_Exercise_
Look below for the line containing "pub fn new(space: SearchSpace, objective: impl" and the line containing "pub fn from_config(config: ProblemConfig)"; repeat exactly those two lines and all lines between them, and nothing else.

_Data for processing_
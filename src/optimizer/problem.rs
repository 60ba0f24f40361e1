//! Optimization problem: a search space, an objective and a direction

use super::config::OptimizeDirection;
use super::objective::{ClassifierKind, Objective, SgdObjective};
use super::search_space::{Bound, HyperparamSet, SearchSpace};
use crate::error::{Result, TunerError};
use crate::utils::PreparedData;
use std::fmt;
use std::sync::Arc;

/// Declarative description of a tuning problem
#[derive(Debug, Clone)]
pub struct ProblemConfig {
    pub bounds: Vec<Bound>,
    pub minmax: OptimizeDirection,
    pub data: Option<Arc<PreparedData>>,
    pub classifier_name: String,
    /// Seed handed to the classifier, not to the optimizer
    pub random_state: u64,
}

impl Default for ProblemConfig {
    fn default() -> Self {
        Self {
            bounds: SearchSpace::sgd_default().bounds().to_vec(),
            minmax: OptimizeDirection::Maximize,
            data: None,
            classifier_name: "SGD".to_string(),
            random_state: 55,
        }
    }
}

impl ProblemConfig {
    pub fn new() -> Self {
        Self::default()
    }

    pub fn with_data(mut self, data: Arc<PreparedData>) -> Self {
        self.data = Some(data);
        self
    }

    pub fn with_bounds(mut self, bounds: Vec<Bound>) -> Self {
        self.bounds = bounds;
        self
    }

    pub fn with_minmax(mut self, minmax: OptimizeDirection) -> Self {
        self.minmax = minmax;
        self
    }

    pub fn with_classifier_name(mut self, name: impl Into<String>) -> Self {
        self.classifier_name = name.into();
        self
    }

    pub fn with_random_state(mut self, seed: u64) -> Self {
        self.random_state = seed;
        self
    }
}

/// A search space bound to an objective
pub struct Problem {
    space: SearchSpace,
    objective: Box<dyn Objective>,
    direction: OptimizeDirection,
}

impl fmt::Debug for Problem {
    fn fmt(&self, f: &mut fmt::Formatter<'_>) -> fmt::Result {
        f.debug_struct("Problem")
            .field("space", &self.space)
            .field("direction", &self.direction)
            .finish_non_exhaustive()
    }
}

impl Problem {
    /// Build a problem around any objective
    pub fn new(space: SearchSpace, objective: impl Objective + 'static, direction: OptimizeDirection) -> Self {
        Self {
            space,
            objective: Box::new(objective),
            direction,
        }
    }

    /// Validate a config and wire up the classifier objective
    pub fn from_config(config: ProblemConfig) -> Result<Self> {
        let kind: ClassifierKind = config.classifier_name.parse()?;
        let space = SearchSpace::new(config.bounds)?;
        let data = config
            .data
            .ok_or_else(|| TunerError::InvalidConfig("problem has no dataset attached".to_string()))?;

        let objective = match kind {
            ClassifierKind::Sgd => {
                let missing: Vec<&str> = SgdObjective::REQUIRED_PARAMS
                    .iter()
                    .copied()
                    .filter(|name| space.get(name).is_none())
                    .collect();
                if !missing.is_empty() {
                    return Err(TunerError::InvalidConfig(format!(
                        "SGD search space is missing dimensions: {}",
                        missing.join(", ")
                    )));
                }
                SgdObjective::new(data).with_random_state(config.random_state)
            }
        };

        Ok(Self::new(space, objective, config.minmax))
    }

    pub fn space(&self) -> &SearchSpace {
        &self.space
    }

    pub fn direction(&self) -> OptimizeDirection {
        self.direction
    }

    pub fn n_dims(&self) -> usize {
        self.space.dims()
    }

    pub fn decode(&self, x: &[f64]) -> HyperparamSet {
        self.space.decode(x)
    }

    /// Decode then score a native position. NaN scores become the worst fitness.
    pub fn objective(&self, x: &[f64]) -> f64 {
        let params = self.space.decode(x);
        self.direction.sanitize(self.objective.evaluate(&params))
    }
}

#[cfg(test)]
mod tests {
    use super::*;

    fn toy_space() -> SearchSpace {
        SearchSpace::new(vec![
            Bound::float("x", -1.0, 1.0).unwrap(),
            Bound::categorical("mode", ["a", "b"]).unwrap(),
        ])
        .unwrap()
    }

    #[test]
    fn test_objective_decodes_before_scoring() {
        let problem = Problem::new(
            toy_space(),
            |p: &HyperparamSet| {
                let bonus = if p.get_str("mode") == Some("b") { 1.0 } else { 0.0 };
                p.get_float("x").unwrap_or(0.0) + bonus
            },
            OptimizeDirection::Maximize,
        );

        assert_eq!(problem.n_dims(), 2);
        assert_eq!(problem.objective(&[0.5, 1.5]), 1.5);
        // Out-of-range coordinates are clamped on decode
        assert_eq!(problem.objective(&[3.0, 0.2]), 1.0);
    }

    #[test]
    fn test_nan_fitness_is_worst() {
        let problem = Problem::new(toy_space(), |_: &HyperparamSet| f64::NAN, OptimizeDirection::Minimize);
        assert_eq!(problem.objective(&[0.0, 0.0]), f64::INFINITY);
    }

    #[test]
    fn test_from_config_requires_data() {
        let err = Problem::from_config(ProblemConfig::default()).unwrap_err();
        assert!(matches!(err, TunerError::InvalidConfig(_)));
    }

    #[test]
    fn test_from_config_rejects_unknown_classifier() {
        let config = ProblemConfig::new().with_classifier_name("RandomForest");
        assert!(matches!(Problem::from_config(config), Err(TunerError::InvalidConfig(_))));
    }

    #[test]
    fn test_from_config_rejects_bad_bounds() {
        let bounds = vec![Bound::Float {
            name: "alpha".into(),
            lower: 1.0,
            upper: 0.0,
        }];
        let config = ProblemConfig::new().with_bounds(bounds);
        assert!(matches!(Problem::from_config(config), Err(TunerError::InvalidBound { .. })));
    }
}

...

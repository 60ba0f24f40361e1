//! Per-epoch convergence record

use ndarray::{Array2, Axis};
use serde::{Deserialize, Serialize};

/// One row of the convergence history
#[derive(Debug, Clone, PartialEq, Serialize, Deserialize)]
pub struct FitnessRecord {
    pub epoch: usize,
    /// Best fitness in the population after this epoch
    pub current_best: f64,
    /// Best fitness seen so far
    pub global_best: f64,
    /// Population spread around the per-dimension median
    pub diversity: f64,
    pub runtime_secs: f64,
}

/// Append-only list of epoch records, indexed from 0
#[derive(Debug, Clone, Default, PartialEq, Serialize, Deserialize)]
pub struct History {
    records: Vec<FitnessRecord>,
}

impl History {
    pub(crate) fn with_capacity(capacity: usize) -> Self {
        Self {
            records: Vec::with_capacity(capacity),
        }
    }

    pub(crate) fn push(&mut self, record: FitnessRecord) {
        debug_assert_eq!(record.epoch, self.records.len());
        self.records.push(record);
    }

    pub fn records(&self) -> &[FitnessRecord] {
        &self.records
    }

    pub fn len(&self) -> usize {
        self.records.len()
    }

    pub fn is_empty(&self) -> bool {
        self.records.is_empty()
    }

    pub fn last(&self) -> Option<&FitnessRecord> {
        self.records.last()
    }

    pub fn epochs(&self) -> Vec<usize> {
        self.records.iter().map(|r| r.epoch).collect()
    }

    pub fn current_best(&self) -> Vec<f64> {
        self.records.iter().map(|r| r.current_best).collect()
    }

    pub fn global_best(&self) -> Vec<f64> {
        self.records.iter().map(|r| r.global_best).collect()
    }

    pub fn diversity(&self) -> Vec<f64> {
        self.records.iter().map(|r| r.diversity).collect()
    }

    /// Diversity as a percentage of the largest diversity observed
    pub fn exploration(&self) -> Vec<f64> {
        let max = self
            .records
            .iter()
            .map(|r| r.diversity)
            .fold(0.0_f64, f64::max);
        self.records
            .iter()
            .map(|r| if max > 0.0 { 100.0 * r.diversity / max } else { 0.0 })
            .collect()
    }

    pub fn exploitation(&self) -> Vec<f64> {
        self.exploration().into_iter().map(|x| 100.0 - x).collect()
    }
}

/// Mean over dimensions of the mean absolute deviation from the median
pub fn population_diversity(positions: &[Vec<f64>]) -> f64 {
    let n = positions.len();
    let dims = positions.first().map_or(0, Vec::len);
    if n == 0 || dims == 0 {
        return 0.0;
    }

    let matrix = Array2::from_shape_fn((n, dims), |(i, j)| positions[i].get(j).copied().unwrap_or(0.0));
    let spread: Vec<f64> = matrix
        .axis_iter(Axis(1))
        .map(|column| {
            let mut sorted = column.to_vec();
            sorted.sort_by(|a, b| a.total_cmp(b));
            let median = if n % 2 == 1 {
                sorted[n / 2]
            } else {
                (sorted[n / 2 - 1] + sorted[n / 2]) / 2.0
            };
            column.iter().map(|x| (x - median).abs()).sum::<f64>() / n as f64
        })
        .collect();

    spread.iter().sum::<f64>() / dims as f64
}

---

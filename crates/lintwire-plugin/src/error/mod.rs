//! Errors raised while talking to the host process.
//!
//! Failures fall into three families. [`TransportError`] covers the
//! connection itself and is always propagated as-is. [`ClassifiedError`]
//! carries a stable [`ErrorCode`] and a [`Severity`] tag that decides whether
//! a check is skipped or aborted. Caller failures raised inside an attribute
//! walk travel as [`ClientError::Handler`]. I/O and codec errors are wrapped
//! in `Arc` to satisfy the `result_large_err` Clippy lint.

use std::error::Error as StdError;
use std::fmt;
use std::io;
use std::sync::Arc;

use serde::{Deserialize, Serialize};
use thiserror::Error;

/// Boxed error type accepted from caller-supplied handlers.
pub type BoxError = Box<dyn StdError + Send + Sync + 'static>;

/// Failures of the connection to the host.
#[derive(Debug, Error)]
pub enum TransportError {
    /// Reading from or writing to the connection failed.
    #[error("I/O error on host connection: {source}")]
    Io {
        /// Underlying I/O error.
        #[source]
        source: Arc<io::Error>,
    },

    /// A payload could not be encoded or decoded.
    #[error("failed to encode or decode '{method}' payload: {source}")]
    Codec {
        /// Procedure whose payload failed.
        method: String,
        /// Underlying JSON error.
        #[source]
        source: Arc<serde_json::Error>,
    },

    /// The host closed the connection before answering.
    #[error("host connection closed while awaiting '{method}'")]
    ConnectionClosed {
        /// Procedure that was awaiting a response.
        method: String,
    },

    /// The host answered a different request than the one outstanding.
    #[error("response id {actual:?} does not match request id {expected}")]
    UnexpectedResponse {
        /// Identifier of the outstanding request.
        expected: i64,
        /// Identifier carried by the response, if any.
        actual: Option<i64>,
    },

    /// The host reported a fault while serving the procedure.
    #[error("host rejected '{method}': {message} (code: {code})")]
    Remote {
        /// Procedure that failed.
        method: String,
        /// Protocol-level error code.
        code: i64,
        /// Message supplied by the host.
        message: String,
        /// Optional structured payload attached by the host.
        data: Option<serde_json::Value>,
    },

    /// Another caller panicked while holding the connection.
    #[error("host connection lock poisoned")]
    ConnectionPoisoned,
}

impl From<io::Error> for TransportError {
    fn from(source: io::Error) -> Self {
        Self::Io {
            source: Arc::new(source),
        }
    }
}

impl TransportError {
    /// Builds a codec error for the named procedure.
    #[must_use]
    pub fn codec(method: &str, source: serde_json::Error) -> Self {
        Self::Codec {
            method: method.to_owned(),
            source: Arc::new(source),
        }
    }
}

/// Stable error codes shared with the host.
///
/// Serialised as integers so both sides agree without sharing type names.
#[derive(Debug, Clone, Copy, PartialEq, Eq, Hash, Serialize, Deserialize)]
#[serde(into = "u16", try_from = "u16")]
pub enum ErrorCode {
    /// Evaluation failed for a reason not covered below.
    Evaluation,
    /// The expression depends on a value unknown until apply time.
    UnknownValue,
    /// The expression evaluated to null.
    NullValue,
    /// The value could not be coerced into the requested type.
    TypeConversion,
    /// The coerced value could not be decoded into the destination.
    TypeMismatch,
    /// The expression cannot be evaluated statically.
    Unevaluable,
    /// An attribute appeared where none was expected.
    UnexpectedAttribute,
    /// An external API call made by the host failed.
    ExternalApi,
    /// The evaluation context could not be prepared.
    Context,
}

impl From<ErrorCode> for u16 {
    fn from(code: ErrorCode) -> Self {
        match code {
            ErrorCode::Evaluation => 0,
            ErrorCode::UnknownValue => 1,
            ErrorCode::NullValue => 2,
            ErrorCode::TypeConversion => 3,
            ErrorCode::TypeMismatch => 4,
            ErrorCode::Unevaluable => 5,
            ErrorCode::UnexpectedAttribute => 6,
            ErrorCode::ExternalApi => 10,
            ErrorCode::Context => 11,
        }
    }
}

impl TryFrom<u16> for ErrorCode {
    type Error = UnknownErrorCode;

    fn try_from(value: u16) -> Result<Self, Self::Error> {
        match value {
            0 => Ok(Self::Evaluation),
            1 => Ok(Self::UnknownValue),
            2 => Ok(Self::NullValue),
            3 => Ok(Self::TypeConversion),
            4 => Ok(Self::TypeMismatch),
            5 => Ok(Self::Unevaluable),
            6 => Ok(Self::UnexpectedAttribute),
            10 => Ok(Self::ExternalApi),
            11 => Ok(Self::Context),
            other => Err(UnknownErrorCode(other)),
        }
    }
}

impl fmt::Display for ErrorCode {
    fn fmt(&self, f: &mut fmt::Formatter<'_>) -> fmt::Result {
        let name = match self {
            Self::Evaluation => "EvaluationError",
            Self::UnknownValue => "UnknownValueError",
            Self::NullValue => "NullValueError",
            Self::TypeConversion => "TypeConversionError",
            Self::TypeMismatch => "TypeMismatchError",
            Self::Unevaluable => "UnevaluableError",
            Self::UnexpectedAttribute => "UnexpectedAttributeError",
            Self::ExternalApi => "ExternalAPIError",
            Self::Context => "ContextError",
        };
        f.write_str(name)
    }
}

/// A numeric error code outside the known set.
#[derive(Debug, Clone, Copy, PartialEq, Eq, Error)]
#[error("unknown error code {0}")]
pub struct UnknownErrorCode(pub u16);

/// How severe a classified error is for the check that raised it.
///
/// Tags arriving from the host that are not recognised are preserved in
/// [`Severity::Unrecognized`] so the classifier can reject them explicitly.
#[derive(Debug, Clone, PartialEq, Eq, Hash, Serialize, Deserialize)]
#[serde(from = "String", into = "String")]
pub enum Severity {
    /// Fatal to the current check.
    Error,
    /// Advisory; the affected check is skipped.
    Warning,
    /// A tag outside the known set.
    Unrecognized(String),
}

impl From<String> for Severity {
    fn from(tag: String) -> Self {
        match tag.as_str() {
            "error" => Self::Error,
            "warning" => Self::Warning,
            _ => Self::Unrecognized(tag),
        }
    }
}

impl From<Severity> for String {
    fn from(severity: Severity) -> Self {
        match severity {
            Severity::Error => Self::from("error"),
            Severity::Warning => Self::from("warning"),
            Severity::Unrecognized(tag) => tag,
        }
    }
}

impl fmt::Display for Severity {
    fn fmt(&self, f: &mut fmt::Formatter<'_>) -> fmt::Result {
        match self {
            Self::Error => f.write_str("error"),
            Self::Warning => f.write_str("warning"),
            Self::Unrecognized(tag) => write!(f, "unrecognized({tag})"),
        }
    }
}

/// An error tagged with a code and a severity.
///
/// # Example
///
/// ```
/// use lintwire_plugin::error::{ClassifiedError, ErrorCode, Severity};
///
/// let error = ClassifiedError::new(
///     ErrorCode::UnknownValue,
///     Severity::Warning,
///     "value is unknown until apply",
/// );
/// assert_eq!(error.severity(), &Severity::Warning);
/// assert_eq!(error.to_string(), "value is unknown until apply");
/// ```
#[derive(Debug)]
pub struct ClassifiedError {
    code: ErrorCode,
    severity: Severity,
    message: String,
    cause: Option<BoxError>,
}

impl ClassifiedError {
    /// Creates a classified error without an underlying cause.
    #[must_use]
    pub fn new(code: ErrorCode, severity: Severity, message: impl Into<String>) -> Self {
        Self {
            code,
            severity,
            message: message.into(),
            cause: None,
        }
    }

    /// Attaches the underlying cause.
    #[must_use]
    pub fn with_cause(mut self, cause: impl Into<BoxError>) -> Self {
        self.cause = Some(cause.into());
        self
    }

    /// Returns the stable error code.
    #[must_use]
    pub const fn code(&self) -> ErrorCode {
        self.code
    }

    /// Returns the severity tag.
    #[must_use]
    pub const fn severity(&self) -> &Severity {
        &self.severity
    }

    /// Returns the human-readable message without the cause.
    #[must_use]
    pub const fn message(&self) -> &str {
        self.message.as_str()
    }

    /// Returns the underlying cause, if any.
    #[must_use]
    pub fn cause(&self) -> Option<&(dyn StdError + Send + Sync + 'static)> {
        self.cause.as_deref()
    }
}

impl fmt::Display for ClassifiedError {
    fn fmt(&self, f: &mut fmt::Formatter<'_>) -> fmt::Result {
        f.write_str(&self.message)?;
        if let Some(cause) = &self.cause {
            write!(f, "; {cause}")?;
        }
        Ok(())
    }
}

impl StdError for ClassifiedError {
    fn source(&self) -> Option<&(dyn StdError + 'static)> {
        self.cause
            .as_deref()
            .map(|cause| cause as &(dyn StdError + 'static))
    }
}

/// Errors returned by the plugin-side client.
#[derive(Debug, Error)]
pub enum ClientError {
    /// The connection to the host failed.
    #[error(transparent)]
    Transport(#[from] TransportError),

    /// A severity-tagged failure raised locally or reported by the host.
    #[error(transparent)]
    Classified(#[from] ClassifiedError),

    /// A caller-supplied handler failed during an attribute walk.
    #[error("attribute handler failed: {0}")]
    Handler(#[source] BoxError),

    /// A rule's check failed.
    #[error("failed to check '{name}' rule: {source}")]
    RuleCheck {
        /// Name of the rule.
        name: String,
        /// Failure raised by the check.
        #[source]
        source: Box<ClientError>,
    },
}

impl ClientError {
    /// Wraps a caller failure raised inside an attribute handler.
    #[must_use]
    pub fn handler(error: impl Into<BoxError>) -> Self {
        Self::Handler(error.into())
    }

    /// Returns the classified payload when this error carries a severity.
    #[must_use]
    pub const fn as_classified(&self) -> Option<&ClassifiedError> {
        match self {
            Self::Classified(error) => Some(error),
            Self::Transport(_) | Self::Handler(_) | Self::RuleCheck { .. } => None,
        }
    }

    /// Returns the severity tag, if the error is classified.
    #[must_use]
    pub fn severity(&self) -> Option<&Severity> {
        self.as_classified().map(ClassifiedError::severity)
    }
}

_Result of the exercise_
    pub fn new(space: SearchSpace, objective: impl Objective + 'static, direction: OptimizeDirection) -> Self {
        Self {
            space,
            objective: Box::new(objective),
            direction,
        }
    }

    /// Validate a config and wire up the classifier objective
    pub fn from_config(config: ProblemConfig) -> Result<Self> {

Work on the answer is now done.